Question about applying $t$-test if the population is not normally distributed

40 Views Asked by At

A theorem from 'Introduction to Mathematical Statistics' by Hogg et al

Theorem 3.6.1. Let $X_1, \ldots, X_n$ be iid random variables each having a normal distribution with mean $\mu$ and variance $\sigma^2$. Define the random variables $\bar X = \frac{1}{n} \sum_{i=1}^n X_i$ and $S^2 = \frac{1}{n-1} \sum_{i=1}^n (X_i - \bar X)^2$. Then

  • $\bar X$ has a $N(\mu, \frac{\sigma^2}{n})$ distribution.
  • $\bar X$ and $S^2$ are independent.
  • $(n - 1)S^2/\sigma^2$ has a $\chi^2(n - 1)$ distribution.
  • The random variable $T = \frac{\bar X - \mu}{S/\sqrt{n}}$ has a Student t-distribution with $n - 1$ degrees of freedom.

This theorem is the basis for the $t$-test, as far as I understand. Another source ('Statistics for Managers Using Microsoft Excel' by Levine et al) has this remark:

If the population is not normally distributed, you can still use the $t$ test if the population is not too skewed and the sample size is not too small.

This diagram says something similar to Levine et al: if the sample size is $\ge 30$ and the population standard deviation is unknown, one should use the $t$-test.

So, if we want to use the $t$-test, Theorem 3.6.1 should hold. Question: How does the fact that the sample size is not too small let us apply Theorem 3.6.1? One of the hypotheses of the theorem is that $X_1, \dots, X_n$ are normal random variables. But if we only know that the sample size is large (i.e., $n$ is large), this doesn't tell us anything about each $X_i$ being normal. I was thinking about applying CLT (see below), but its conclusion is about $\bar{X}$, not about individual $X_i$s.
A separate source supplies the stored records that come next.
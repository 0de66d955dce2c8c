// Copyright 2026 the Liana Authors
// SPDX-License-Identifier: Apache-2.0 OR MIT

// After you edit the crate's doc comment, run this command, then check README.md for any missing links
// cargo rdme --workspace-project=liana_geometry --heading-base-level=0

//! Liana Geometry: offset computation for drag-and-drop reconciliation.
//!
//! Everything here is a pure read over a host [`DomTree`](liana_dom::DomTree);
//! no state, no mutation. Three concerns live in this crate:
//!
//! - [`offset`]: element and event positions in client, page, and viewport
//!   space, with optional accumulation across iframe boundaries (including
//!   iframe zoom compensation). [`offset::get_event_offset`] bundles the four
//!   variants the backend attaches to begin-drag and hover actions.
//! - [`interpolant`]: a monotone cubic interpolant (Fritsch–Carlson tangents)
//!   used to anchor drag-preview images. Monotonicity matters: a naive linear
//!   blend misplaces the preview whenever preview and source sizes differ.
//! - [`preview`]: where to position a custom drag image given an anchor point
//!   in normalized source-node space, including the per-engine image and
//!   device-pixel-ratio corrections.
//!
//! ## Coordinate spaces
//!
//! All coordinates are 2D CSS pixels ([`kurbo::Point`] / [`kurbo::Vec2`]).
//! *Client* is viewport-relative, *page* is document-relative, and the
//! `_to_top_window` variants are measured in the top window's space for drags
//! that cross iframe boundaries. Page offsets are always derived from the
//! event's element-relative position plus the element's page offset — the
//! event's own page coordinates are unreliable inside iframes and are never
//! consulted.
//!
//! ## Example
//!
//! ```
//! use liana_geometry::interpolant::MonotonicInterpolant;
//!
//! // The three-knot anchor shape used for drag previews.
//! let it = MonotonicInterpolant::new(&[0.0, 0.5, 1.0], &[10.0, 25.0, 40.0]);
//! assert_eq!(it.interpolate(0.0), 10.0);
//! assert_eq!(it.interpolate(0.5), 25.0);
//! assert_eq!(it.interpolate(1.0), 40.0);
//! // Intermediate anchors vary smoothly and never overshoot the knots.
//! let v = it.interpolate(0.25);
//! assert!(v > 10.0 && v < 25.0);
//! ```
//!
//! This crate is `no_std` and uses `alloc`.

#![no_std]

extern crate alloc;

pub mod interpolant;
pub mod offset;
pub mod preview;

pub use interpolant::MonotonicInterpolant;
pub use offset::{EventOffset, FrameScope};
pub use preview::AnchorPoint;
// Copyright 2026 the Liana Authors
// SPDX-License-Identifier: Apache-2.0 OR MIT

// After you edit the crate's doc comment, run this command, then check README.md for any missing links
// cargo rdme --workspace-project=liana_backend --heading-base-level=0

//! Liana Backend: reconcile native drag events into a neutral action stream.
//!
//! Browser drag events are dispatched to many overlapping nodes in capture
//! and bubble phases, fire asynchronously, and disagree across engines. This
//! crate reduces that stream to one consistent logical sequence of
//! begin-drag / hover / drop / end-drag actions for an external
//! drag-and-drop manager, including native payloads (files, URLs, text) and
//! drags that cross iframe boundaries.
//!
//! ## Pieces
//!
//! - [`backend::DragBackend`]: the event reconciliation state machine — the
//!   core of this crate. Owns per-drag-operation state, tracks source/
//!   target/preview registrations, and converts low-level events into
//!   manager actions.
//! - [`enter_leave::EnterLeaveCounter`]: reduces per-node dragenter/
//!   dragleave pairs to true document-level enter and leave transitions.
//! - [`native`]: recognizes payloads originating outside the application
//!   and represents them as synthetic drag sources.
//! - [`manager`]: the traits the host framework's manager implements —
//!   [`manager::DragActions`], [`manager::DragMonitor`],
//!   [`manager::SourceRegistry`].
//!
//! ## Host contract
//!
//! The host owns the DOM (behind [`liana_dom::DomTree`]) and the event loop.
//! It routes each window-level drag event into
//! [`DragBackend::handle`](backend::DragBackend::handle), pumps mouse moves
//! while [`wants_mouse_moves`](backend::DragBackend::wants_mouse_moves)
//! says so, and calls
//! [`flush_deferred_publish`](backend::DragBackend::flush_deferred_publish)
//! on the next turn after each event. Everything runs synchronously inside
//! dispatch; the deferred publish is the only suspension, and it is
//! epoch-guarded so a superseded drag cannot publish a stale source.
//!
//! ## Concurrency
//!
//! Single-threaded, event-driven, cooperative. All mutable state is owned by
//! the one backend instance bound to a window; nested-iframe windows share
//! that instance's top-level listeners via reference counting rather than
//! getting instances of their own.
//!
//! This crate is `no_std` and uses `alloc`.

#![no_std]

extern crate alloc;

pub mod backend;
pub mod enter_leave;
pub mod manager;
pub mod native;

pub use backend::{
    DragBackend, PreviewConnection, PreviewOptions, SetupError, SourceConnection, SourceOptions,
    TargetConnection,
};
pub use manager::{
    BeginDragOptions, DragActions, DragCandidate, DragMonitor, SourceId, SourceRegistry, TargetId,
};
pub use native::{NativeItem, NativeItemKind};
// Copyright 2026 the Liana Authors
// SPDX-License-Identifier: Apache-2.0 OR MIT

//! Document-level enter/leave reconciliation.
//!
//! `dragenter`/`dragleave` fire once per DOM node pair along the path, not
//! once per drag: every descendant transition looks like the drag leaving
//! and re-entering. This counter reduces that noise to the two transitions
//! that matter — the drag entering the document region as a whole, and truly
//! leaving it.
//!
//! ## Minimal example
//!
//! ```
//! use liana_backend::enter_leave::EnterLeaveCounter;
//!
//! let mut counter = EnterLeaveCounter::new();
//! let live = |_: u32| true;
//!
//! // Outer element, then a nested child: only the first enter is real.
//! assert!(counter.enter(1, live));
//! assert!(!counter.enter(2, live));
//!
//! // Leaving the child keeps us inside; leaving the outer element is real.
//! assert!(!counter.leave(2, live));
//! assert!(counter.leave(1, live));
//! ```

use smallvec::SmallVec;

/// Tracks nested enter/leave pairs per node to find true document-level
/// transitions.
///
/// Internally an ordered set of entered nodes; the depth is its length, so
/// it can never go negative, and the same node entering twice (bubbling
/// duplicates) collapses to one entry. Both operations take a `live`
/// predicate and first drop tracked nodes that are no longer live — nodes
/// removed mid-drag would otherwise hold the counter open forever.
#[derive(Clone, Debug, Default)]
pub struct EnterLeaveCounter<N> {
    entered: SmallVec<[N; 4]>,
}

impl<N: Copy + Eq> EnterLeaveCounter<N> {
    /// Creates an empty counter.
    #[must_use]
    pub fn new() -> Self {
        Self {
            entered: SmallVec::new(),
        }
    }

    /// Current nesting depth.
    #[must_use]
    pub fn depth(&self) -> usize {
        self.entered.len()
    }

    /// Record one entry for `node`.
    ///
    /// Returns `true` exactly when this is the first entry since the last
    /// full exit — the drag has newly entered the document region as a
    /// whole, not merely a deeper descendant.
    pub fn enter(&mut self, node: N, live: impl Fn(N) -> bool) -> bool {
        let was_empty = self.entered.is_empty();
        self.entered.retain(|n| live(*n));
        if !self.entered.contains(&node) {
            self.entered.push(node);
        }
        was_empty && !self.entered.is_empty()
    }

    /// Record one exit for `node`.
    ///
    /// Returns `true` exactly when no entered nodes remain — a true
    /// top-level leave.
    pub fn leave(&mut self, node: N, live: impl Fn(N) -> bool) -> bool {
        let was_occupied = !self.entered.is_empty();
        self.entered.retain(|n| live(*n) && *n != node);
        was_occupied && self.entered.is_empty()
    }

    /// Unconditionally clear all tracked entries.
    ///
    /// Called after a drop: drop events do not reliably pair with leave
    /// events, so the state is reset atomically instead.
    pub fn reset(&mut self) {
        self.entered.clear();
    }
}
Theorem 4.2.1 (Central Limit Theorem). Let $X_1, X_2, \ldots, X_n$ denote the observations of a random sample from a distribution that has mean $\mu$ and finite variance $\sigma^2$. Then the distribution function of the random variable $W_n = \frac{\bar X - \mu}{\sigma/\sqrt{n}}$ converges to $\Phi$, the distribution function of the $N(0, 1)$ distribution, as $n \to \infty$. As we further show in Chapter 5, the result stays the same if we replace $\sigma$ by the sample standard deviation $S$; that is, under the assumptions of Theorem 4.2.1, the distribution of $Z_n = \frac{\bar X - \mu}{S/\sqrt{n}}$ is approximately $N(0, 1)$.

1

There are 1 best solutions below

0
On

Formally, the $t$-test uses the test statistics $$ T = \frac{\bar X - \mu_0}{Sd[\bar X]} = \frac{\bar X - \mu_0}{s/\sqrt{n}} $$ where $\mu_0$ is some reference value. The mathematical proof that the test statistics $T$ is $t_\nu$ distributed need the assumptions you stated. However, practically, this is rarely of interest, because if we would know that the $X_i$ are all i.i.d normal random variables with equal variance, we probably would know the mean value of their distribution as well. Thus, if you wish to evaluate a "large" empirical dataset you either accept the additional assumption that the dataset it large enough for the central limit theorem to be applicable -- to a good enough approximation -- or you use the Wilcoxon test instead. Also, keep in mind that the $\alpha$ risk is rather insensitive to the normality assumption, but the $\beta$ risk is not.